[DATASET CONTENT — start]

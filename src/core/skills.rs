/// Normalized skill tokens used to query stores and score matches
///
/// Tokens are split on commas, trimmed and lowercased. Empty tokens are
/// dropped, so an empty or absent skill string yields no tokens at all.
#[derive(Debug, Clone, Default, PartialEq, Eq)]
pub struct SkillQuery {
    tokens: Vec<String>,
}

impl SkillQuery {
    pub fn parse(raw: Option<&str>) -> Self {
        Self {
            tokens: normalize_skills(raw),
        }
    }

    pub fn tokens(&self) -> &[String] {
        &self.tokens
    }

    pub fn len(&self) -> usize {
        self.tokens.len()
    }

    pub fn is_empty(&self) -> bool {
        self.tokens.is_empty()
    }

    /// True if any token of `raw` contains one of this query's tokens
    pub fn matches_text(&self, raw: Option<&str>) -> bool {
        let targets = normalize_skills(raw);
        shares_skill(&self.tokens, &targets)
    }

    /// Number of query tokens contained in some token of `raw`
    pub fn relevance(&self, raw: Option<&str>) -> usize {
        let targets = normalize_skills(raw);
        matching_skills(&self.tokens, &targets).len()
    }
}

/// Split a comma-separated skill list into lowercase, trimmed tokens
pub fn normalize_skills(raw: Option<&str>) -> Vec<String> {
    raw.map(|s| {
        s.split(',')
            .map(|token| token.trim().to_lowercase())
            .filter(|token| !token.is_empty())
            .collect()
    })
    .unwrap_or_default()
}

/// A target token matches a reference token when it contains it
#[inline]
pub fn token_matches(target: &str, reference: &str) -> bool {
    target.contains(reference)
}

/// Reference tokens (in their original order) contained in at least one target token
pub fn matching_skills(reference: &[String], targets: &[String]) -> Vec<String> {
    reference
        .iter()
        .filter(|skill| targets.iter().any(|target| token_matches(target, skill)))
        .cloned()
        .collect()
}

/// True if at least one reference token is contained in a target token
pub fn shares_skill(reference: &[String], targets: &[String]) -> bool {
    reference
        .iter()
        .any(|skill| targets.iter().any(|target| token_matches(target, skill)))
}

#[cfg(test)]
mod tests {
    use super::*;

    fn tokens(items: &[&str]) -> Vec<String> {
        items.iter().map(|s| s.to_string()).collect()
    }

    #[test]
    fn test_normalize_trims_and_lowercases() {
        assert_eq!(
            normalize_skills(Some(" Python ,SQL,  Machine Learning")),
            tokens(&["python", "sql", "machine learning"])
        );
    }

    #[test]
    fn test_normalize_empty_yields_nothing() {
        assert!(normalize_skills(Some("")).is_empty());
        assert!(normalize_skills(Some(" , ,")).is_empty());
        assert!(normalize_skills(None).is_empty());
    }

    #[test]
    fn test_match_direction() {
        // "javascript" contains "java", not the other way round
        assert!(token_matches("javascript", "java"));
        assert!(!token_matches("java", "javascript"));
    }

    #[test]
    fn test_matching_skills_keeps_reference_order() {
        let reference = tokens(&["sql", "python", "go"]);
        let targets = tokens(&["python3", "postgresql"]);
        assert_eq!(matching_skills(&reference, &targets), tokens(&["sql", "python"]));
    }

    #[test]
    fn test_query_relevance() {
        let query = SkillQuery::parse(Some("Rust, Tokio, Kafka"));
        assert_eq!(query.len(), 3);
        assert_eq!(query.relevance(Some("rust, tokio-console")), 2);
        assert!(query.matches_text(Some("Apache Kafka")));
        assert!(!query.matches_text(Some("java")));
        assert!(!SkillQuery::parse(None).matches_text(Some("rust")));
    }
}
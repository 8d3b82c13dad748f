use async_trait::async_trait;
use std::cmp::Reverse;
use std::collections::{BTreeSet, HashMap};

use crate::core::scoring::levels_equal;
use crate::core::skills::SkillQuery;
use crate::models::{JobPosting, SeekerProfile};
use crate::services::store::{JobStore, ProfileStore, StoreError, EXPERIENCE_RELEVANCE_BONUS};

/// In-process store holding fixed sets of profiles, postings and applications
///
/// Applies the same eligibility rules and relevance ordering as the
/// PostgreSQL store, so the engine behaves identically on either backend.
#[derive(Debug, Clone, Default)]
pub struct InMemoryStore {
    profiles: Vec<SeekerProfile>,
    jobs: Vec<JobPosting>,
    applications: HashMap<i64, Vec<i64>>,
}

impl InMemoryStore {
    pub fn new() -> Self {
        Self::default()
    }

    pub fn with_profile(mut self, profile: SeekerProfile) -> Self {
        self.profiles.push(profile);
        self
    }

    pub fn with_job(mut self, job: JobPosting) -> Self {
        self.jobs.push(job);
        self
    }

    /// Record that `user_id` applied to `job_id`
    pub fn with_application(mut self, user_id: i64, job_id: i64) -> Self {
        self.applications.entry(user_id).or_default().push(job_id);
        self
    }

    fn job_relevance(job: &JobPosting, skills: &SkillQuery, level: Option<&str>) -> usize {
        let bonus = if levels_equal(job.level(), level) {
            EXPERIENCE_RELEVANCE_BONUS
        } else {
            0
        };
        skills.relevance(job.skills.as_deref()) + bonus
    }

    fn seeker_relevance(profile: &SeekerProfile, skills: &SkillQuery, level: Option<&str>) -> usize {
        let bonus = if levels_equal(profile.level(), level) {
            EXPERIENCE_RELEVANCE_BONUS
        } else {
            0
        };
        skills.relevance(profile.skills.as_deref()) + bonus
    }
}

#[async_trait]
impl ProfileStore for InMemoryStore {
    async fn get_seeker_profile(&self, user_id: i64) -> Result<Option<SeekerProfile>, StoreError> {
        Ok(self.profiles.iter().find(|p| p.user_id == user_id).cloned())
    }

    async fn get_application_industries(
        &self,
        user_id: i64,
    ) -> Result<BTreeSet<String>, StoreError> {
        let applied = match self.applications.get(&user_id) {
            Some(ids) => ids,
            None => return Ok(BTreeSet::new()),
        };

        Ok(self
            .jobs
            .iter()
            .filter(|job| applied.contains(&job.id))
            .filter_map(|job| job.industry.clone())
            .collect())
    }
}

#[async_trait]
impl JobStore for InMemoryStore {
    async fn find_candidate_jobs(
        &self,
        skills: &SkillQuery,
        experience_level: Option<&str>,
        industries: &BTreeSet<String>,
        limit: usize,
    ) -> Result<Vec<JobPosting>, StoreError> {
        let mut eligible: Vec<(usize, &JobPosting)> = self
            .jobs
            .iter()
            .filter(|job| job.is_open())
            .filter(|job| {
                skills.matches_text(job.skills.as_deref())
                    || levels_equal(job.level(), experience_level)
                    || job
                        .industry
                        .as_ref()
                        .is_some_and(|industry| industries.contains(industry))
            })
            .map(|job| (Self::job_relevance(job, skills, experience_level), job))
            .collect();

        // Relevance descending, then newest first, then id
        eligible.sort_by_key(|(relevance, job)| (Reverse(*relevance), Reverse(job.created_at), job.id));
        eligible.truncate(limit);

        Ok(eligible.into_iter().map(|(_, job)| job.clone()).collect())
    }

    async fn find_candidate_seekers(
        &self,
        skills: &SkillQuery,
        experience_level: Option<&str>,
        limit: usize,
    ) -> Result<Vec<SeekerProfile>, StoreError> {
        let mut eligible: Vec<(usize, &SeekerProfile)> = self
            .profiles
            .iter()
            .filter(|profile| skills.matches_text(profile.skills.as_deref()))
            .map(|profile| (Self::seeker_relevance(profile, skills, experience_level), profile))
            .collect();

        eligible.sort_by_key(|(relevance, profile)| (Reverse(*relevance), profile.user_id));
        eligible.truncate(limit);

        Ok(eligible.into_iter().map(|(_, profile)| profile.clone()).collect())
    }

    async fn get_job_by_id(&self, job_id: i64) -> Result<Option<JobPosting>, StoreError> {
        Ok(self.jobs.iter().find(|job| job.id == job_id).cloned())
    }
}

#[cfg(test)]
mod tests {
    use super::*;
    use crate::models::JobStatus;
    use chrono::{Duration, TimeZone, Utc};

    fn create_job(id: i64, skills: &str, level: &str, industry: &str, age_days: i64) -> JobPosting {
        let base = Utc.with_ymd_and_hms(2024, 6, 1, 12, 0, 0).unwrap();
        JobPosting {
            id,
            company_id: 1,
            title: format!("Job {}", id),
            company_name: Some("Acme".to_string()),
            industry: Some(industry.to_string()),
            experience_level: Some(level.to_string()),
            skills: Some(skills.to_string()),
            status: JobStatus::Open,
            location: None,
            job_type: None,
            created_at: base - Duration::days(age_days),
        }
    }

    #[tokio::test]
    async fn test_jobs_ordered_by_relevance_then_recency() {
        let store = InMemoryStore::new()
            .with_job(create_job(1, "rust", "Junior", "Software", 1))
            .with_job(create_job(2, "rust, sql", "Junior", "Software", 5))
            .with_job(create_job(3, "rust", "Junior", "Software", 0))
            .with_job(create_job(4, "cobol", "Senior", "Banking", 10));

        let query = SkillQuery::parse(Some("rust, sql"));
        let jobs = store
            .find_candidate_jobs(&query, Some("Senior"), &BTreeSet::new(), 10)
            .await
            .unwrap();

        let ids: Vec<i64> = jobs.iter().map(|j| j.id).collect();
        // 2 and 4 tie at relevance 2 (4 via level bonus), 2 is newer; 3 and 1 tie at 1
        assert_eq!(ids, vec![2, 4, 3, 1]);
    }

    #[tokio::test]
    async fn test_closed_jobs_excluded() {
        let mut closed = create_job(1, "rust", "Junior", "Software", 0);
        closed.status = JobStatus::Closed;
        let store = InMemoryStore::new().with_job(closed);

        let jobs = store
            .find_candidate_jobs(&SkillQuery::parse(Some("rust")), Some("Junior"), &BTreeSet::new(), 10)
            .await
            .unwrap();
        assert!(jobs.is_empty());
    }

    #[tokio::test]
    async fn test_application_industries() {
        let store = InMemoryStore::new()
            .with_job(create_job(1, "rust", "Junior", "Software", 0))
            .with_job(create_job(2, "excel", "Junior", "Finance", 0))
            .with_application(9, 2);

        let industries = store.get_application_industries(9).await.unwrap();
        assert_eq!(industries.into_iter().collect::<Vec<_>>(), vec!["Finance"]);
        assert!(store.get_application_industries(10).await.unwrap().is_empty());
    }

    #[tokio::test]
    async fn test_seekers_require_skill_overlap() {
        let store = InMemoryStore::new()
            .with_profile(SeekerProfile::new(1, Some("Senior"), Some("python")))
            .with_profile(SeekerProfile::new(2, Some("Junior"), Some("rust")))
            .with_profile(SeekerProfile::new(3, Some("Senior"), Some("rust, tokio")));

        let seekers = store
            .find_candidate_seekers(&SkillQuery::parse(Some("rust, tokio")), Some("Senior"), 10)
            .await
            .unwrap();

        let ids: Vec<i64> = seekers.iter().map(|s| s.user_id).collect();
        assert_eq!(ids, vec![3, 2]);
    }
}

[DATASET CONTENT — finish]

_PROBLEM STATEMENT_.
The required output is the stretch of entries above from the line containing "pub fn with_profile(mut" through the line containing "pub fn with_application(mut", reproduced exactly.

_WRITTEN ANSWER_.
    pub fn with_profile(mut self, profile: SeekerProfile) -> Self {
        self.profiles.push(profile);
        self
    }

    pub fn with_job(mut self, job: JobPosting) -> Self {
        self.jobs.push(job);
        self
    }

    /// Record that `user_id` applied to `job_id`
    pub fn with_application(mut self, user_id: i64, job_id: i64) -> Self {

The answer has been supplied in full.